Swift, J. K., Owen, J., & Miller, S. D. (2023). Client factors. In S. D. Miller, D. Chow, S. Malins, & M. A. Hubble (Eds.), The field guide to better results: Evidence-based exercises to improve therapeutic effectiveness (pp. 47–78). American Psychological Association. https://doi.org/10.1037/0000358-004
Research over 5 decades has demonstrated that client contributions explain the majority of the variance in psychotherapy outcome. That is, patient factors are much more predictive than the type of therapy offered. Effective therapists adjust their interactions and interpersonal stances to relevant patient characteristics. Most demographic variables are not related related to patient outcomes (age, gender, education level, socio-economic status). In this chapter, Swift and colleagues review the research on patient factors that are reliably associated with improvements in psychotherapy. Here I review of few of these factors. Role expectations and preferences refer to patients’ beliefs and preferences about what is likely to happen in therapy – that is, type of therapy, type of therapist, how active or passive the patient or therapist will be, and how long therapy might last. Research indicates that pre-therapy education and preparation results in improved client outcomes (d = .34). Patients’ motivation is also associated with more engagement and better results. Therapists who tailor interventions to patient motivation level result in better outcomes (d = .41). Client attachment style is also associated with patient outcomes such that those with more secure attachments tend to experience greater symptom relief (d = .35), and that reductions in insecure attachment is also related to better outcomes. Finally, reactance or resistance refers to the emotional reaction of patients when they feel stressed or threatened. This may result in rejecting an intervention or therapist. A recent meta-analysis found a large positive effect (d = .79) when therapists of highly resistant patients took a more passive stance and when therapists of less resistant patients took a more active stance in therapy.

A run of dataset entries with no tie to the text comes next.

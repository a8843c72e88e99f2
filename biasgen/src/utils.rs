use std::sync::atomic::{AtomicBool, Ordering};
use std::thread;
use std::time::{Duration, Instant};

use hytra::TrAdder;
use indicatif::{ProgressBar, ProgressFinish, ProgressStyle};

const REFRESH: Duration = Duration::from_millis(50);

/// Run `f` and, if `config` allows it and `f` is still running after `config.progress_min_time`,
/// show a bar over `total` units. `f` reports progress through the counter it receives.
pub(crate) fn with_progress<F, T>(f: F, total: u64, msg: &'static str, config: &crate::Config) -> T
where
    F: FnOnce(&TrAdder<u64>) -> T + Send,
    T: Send,
{
    let done: TrAdder<u64> = TrAdder::new();
    let finished = AtomicBool::new(false);
    thread::scope(|s| {
        let bar = config.show_progress.then(|| {
            let (done, finished) = (&done, &finished);
            s.spawn(move || progress_bar(done, finished, total, msg, config.progress_min_time))
        });
        let res = f(&done);
        finished.store(true, Ordering::Release);
        // unpark leaves a token even if the bar thread is not parked yet
        if let Some(handle) = bar {
            handle.thread().unpark();
        }
        res
    })
}

fn progress_bar(
    done: &TrAdder<u64>,
    finished: &AtomicBool,
    total: u64,
    msg: &'static str,
    min_time: Duration,
) {
    let start = Instant::now();
    while let Some(left) = min_time.checked_sub(start.elapsed()) {
        thread::park_timeout(left);
        if finished.load(Ordering::Acquire) {
            return;
        }
    }
    tracing::trace!(msg, total, "showing progress bar");
    let style = ProgressStyle::default_bar()
        .template("{msg} [{elapsed_precise}] [{bar:40.cyan/blue}] {pos}/{len} (ETA {eta})")
        .unwrap_or_else(|_| ProgressStyle::default_bar());
    let pb = ProgressBar::new(total)
        .with_style(style)
        .with_finish(ProgressFinish::AndClear)
        .with_message(msg)
        .with_position(done.get());
    while !finished.load(Ordering::Acquire) {
        pb.set_position(done.get());
        thread::park_timeout(REFRESH);
    }
    pb.finish_and_clear();
}
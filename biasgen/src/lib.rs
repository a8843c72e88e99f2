//! Synthetic categorical data with known dependency structure.
//!
//! A [`Network`] is built from named categorical variables and directed edges. Each variable
//! receives a conditional probability table ([`Cpt`]), either given literally or synthesized from
//! per-parent [`Weights`]. Once every table is in place, the network is checked and compiled into
//! a read-only [`Model`] that forward-samples [`Dataset`]s.

pub mod cpt;
pub mod dataset;
pub mod distribution;
pub mod generator;
pub mod graph;
pub mod sampler;
pub mod synth;
pub(crate) mod utils;
pub mod validate;

pub use cpt::Cpt;
pub use dataset::Dataset;
pub use distribution::{Density, Mass, Weights};
pub use generator::DataGenerator;
pub use graph::Network;
pub use sampler::Model;
pub use synth::WeightMap;
pub use validate::Problem;

use thiserror::Error;

/// Value taken by a categorical variable, in `[0, card)`.
pub type ClassVal = u32;

pub type Result<T> = std::result::Result<T, BiasgenError>;

/// The caller supplied an inconsistent specification.
#[derive(Error, Debug, Clone, PartialEq)]
pub enum UsageError {
    #[error("No distribution provided for parent {parent} of {node}.")]
    MissingParentDistribution { node: String, parent: String },
    #[error("{key} is neither a parent of {node} nor {node} itself.")]
    UnknownKey { node: String, key: String },
    #[error("No distribution provided for root variable {0}.")]
    MissingDistribution(String),
    #[error("Wrong number of weights for {node}: got {got}, expected {expected}.")]
    WeightLength {
        node: String,
        got: usize,
        expected: usize,
    },
    #[error("Variable {node} must have at least 2 values, got {card}.")]
    Cardinality { node: String, card: usize },
    #[error("Variable {0} already exists.")]
    DuplicateNode(String),
    #[error("Edge {parent} -> {child} already exists.")]
    DuplicateEdge { parent: String, child: String },
    #[error("Variable {0} cannot be its own parent.")]
    SelfLoop(String),
    #[error("No variable named {0}.")]
    UnknownNode(String),
    #[error("Parent {parent} of {node} has no probability table yet.")]
    ParentNotSpecified { node: String, parent: String },
    #[error("Incorrect table shape for {node}: expected {expected:?}, got {got:?}.")]
    TableShape {
        node: String,
        expected: (usize, usize),
        got: (usize, usize),
    },
    #[error("Table of {node} lists {names} evidence variables but {cards} cardinalities.")]
    EvidenceLength {
        node: String,
        names: usize,
        cards: usize,
    },
    #[error("Value {value} of {node} is not below {card}.")]
    ValueOutOfRange {
        node: String,
        value: ClassVal,
        card: usize,
    },
    #[error("No column named {0} in dataset.")]
    UnknownVariable(String),
    #[error("Fraction must lie in [0, 1], got {0}.")]
    InvalidFraction(f64),
}

/// The graph or the stored tables do not form a usable model.
#[derive(Error, Debug, Clone, PartialEq)]
pub enum StructuralError {
    #[error("Variable {0} has no probability table.")]
    NotFound(String),
    #[error("The graph contains a cycle through {0:?}.")]
    Cyclic(Vec<String>),
    #[error("Model check failed: {0:?}.")]
    InvalidModel(Vec<Problem>),
}

/// A table could not be turned into valid probability distributions.
#[derive(Error, Debug, Clone, PartialEq)]
pub enum NumericError {
    #[error("Column {column} of {node} cannot be normalized (weights sum to {sum}).")]
    DegenerateColumn {
        node: String,
        column: usize,
        sum: f64,
    },
    #[error("Probability {value} for {node} (column {column}) lies outside [0, 1].")]
    ProbabilityOutOfRange {
        node: String,
        column: usize,
        value: f64,
    },
    #[error("Non-finite weight {value} for {node} at index {index}.")]
    NonFinite {
        node: String,
        index: usize,
        value: f64,
    },
    #[error("Column {column} of {node} sums to {sum} instead of 1.")]
    ColumnSum {
        node: String,
        column: usize,
        sum: f64,
    },
}

#[derive(Error, Debug, Clone, PartialEq)]
pub enum BiasgenError {
    #[error(transparent)]
    Usage(#[from] UsageError),
    #[error(transparent)]
    Structural(#[from] StructuralError),
    #[error(transparent)]
    Numeric(#[from] NumericError),
}

/// Tolerance on column sums of probability tables.
pub const PROBA_TOLERANCE: f64 = 1e-9;

#[derive(Clone, Debug)]
pub struct Config {
    /// Computation time after which a progress bar is displayed.
    /// This avoids showing progress bars for negligible amounts of time.
    progress_min_time: std::time::Duration,
    show_progress: bool,
    /// Number of rows drawn from one random stream. Sampled datasets depend on this value and on
    /// the seed, not on the number of threads.
    chunk_size: usize,
}

const DEFAULT_CHUNK_SIZE: usize = 1 << 12;

impl Config {
    pub fn with_default_timing() -> Self {
        Self {
            progress_min_time: std::time::Duration::from_millis(500),
            show_progress: true,
            chunk_size: DEFAULT_CHUNK_SIZE,
        }
    }
    pub fn no_progress() -> Self {
        Self {
            progress_min_time: std::time::Duration::from_millis(500),
            show_progress: false,
            chunk_size: DEFAULT_CHUNK_SIZE,
        }
    }
    /// Set the number of rows per random stream (at least 1).
    pub fn with_chunk_size(mut self, chunk_size: usize) -> Self {
        self.chunk_size = chunk_size.max(1);
        self
    }
    pub fn chunk_size(&self) -> usize {
        self.chunk_size
    }
}

impl Default for Config {
    fn default() -> Self {
        Self::with_default_timing()
    }
}
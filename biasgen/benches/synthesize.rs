use biasgen::{Network, WeightMap, Weights};
use criterion::{criterion_group, criterion_main, BenchmarkId, Criterion};

// `n_parents` roots of cardinality `card`, all parents of "child".
fn star(n_parents: usize, card: usize) -> (Network, WeightMap) {
    let mut net = Network::new();
    let mut p = WeightMap::new();
    for i in 0..n_parents {
        let parent = format!("p{}", i);
        net.add_edge(&parent, "child").unwrap();
        net.add_root_probability(&parent, vec![1.0; card], card)
            .unwrap();
        p.insert(parent, Weights::from([0.2, 0.5, 0.9]));
    }
    (net, p)
}

fn bench_synthesize(c: &mut Criterion) {
    for size in [2, 5] {
        let mut group = c.benchmark_group(format!("synthesize_card_{}", size));
        for n_parents in [2, 6, 10] {
            let (net, p) = star(n_parents, 3);
            group.bench_with_input(
                BenchmarkId::from_parameter(n_parents),
                &n_parents,
                |b, _| b.iter(|| net.synthesize("child", &p, size).unwrap()),
            );
        }
        group.finish();
    }
}

criterion_group! {
    name = benches;
    config = Criterion::default().significance_level(0.1).sample_size(10);
    targets = bench_synthesize
}
criterion_main!(benches);
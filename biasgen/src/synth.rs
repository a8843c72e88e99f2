//! Synthesis of conditional probability tables from per-parent weights.
//!
//! For a variable `a` with parents `P1..Pk`, each parent contributes a weight vector over its own
//! values (obtained from its [`Weights`] and its already known cardinality). These vectors are
//! combined into one weight per joint parent value by repeated outer products, flattened
//! row-major (first parent slowest), which is the column order of [`Cpt`].
//!
//! An optional entry for `a` itself gives one extra multiplier per value of `a`.
//!
//! - Binary variables: the combined weight (times the multiplier of value 1) is
//!   `P(a = 1 | parents)` and `P(a = 0 | parents)` is its complement.
//! - Larger variables: row `v` is the combined weight times the multiplier of value `v`, and
//!   columns are divided by their sum.
//!
//! The table has `prod(card(Pi))` columns, hence grows exponentially with the number of parents.

use indexmap::IndexMap;
use itertools::Itertools;
use ndarray::{Array1, Array2, Axis};

use crate::cpt::Cpt;
use crate::distribution::Weights;
use crate::graph::Network;
use crate::{BiasgenError, NumericError, Result, StructuralError, UsageError};

/// Weights of the parents of a variable (and optionally of the variable itself), by name.
pub type WeightMap = IndexMap<String, Weights>;

/// Joint weight of all parent value combinations, first vector varying slowest.
pub fn combine_weights(per_parent: &[Array1<f64>]) -> Array1<f64> {
    let mut iter = per_parent.iter();
    let Some(first) = iter.next() else {
        return Array1::ones(1);
    };
    iter.fold(first.clone(), |acc, w| {
        acc.iter()
            .cartesian_product(w.iter())
            .map(|(a, b)| a * b)
            .collect()
    })
}

/// Divide each column by its sum.
pub(crate) fn normalize_columns(node: &str, values: &mut Array2<f64>) -> Result<()> {
    for (column, mut col) in values.axis_iter_mut(Axis(1)).enumerate() {
        if let Some(value) = col.iter().find(|w| **w < 0.0) {
            return Err(NumericError::ProbabilityOutOfRange {
                node: node.to_owned(),
                column,
                value: *value,
            }
            .into());
        }
        let sum = col.sum();
        if !(sum > 0.0 && sum.is_finite()) {
            return Err(NumericError::DegenerateColumn {
                node: node.to_owned(),
                column,
                sum,
            }
            .into());
        }
        col.mapv_inplace(|w| w / sum);
    }
    Ok(())
}

fn complement_table(node: &str, p1: &Array1<f64>) -> Result<Array2<f64>> {
    if let Some((column, value)) = p1
        .iter()
        .enumerate()
        .find(|(_, p)| !(0.0..=1.0).contains(*p))
    {
        return Err(NumericError::ProbabilityOutOfRange {
            node: node.to_owned(),
            column,
            value: *value,
        }
        .into());
    }
    let mut values = Array2::zeros((2, p1.len()));
    values.row_mut(0).assign(&p1.mapv(|p| 1.0 - p));
    values.row_mut(1).assign(p1);
    Ok(values)
}

impl Network {
    /// Build the table of `node`, a variable with `size` values, without storing it.
    ///
    /// `p` must hold an entry for every parent of `node` and may hold one for `node` itself; a
    /// root variable only takes the entry for itself, used verbatim as its table. Every parent
    /// must already have a table.
    pub fn synthesize(&self, node: &str, p: &WeightMap, size: usize) -> Result<Cpt> {
        let var = self.var(node)?;
        if size < 2 {
            return Err(UsageError::Cardinality {
                node: node.to_owned(),
                card: size,
            }
            .into());
        }
        if let Some(key) = p
            .keys()
            .find(|k| k.as_str() != node && !var.parents.contains(k.as_str()))
        {
            return Err(UsageError::UnknownKey {
                node: node.to_owned(),
                key: key.clone(),
            }
            .into());
        }
        if let Some(parent) = var.parents.iter().find(|parent| !p.contains_key(*parent)) {
            return Err(UsageError::MissingParentDistribution {
                node: node.to_owned(),
                parent: parent.clone(),
            }
            .into());
        }
        let own = p
            .get(node)
            .map(|w| w.weights_for(node, size))
            .transpose()?;

        if var.parents.is_empty() {
            let weights = own.ok_or_else(|| UsageError::MissingDistribution(node.to_owned()))?;
            return Ok(Cpt::root(node.to_owned(), weights));
        }

        let mut evidence_card = Vec::with_capacity(var.parents.len());
        let mut per_parent = Vec::with_capacity(var.parents.len());
        for parent in var.parents.iter() {
            let card = self.cardinality(parent).map_err(|e| match e {
                BiasgenError::Structural(StructuralError::NotFound(_)) => {
                    UsageError::ParentNotSpecified {
                        node: node.to_owned(),
                        parent: parent.clone(),
                    }
                    .into()
                }
                e => e,
            })?;
            let weights = &p[parent.as_str()];
            tracing::trace!(
                node,
                parent = parent.as_str(),
                kind = weights.kind(),
                card,
                "parent weights"
            );
            evidence_card.push(card);
            per_parent.push(weights.weights_for(parent, card)?);
        }
        let combined = combine_weights(&per_parent);

        let values = if size == 2 {
            let scale = own.as_ref().map_or(1.0, |w| w[1]);
            complement_table(node, &(combined * scale))?
        } else {
            let mut values = Array2::from_shape_fn((size, combined.len()), |(v, j)| {
                combined[j] * own.as_ref().map_or(1.0, |w| w[v])
            });
            normalize_columns(node, &mut values)?;
            values
        };
        Ok(Cpt::new_unchecked(
            node.to_owned(),
            values,
            var.parents.iter().cloned().collect(),
            evidence_card,
        ))
    }

    /// Synthesize the table of `node` (see [`Network::synthesize`]) and store it.
    ///
    /// Nothing is stored if synthesis fails.
    pub fn add_probability(&mut self, node: &str, p: &WeightMap, size: usize) -> Result<()> {
        let cpt = self.synthesize(node, p, size)?;
        tracing::debug!(
            node,
            card = cpt.card(),
            n_columns = cpt.n_columns(),
            "synthesized probability table"
        );
        self.set_cpt(cpt)
    }

    /// Shorthand for [`Network::add_probability`] on a root variable.
    pub fn add_root_probability(
        &mut self,
        node: &str,
        weights: impl Into<Weights>,
        size: usize,
    ) -> Result<()> {
        let p = WeightMap::from([(node.to_owned(), weights.into())]);
        self.add_probability(node, &p, size)
    }
}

Studies suggest how best to adapt interventions and therapist interpersonal stances for some patients based on their characteristics. Regarding expectations and preferences, therapists might spend time preparing their patients for what will happen in therapy and by collaboratively coming to an agreement on how therapy will proceed. Therapists should also tailor their interventions to the level of their patient’s motivation by focusing on supportive interventions when motivation is low (patients at the pre-contemplation stage of change), or helping the patient to set goals and make plans for changing behaviors when the level of motivation is moderate (patients at the preparation stage of change). For attachment insecurity, therapists who engage in interventions to help clients to experience more attachment security might see greater effects of therapy. These interventions might involve improving the patient’s quality of relationships, emotion regulation, and reflective capacities. The findings also suggest that therapists should be less directive with patients who have high levels of reactance or resistance but more directive for patients who have lower levels of reactance or resistance. These therapist interpersonal stances tailored to level of patient expectations, attachment style, motivation, and resistance have a better chance of engaging the client in therapy.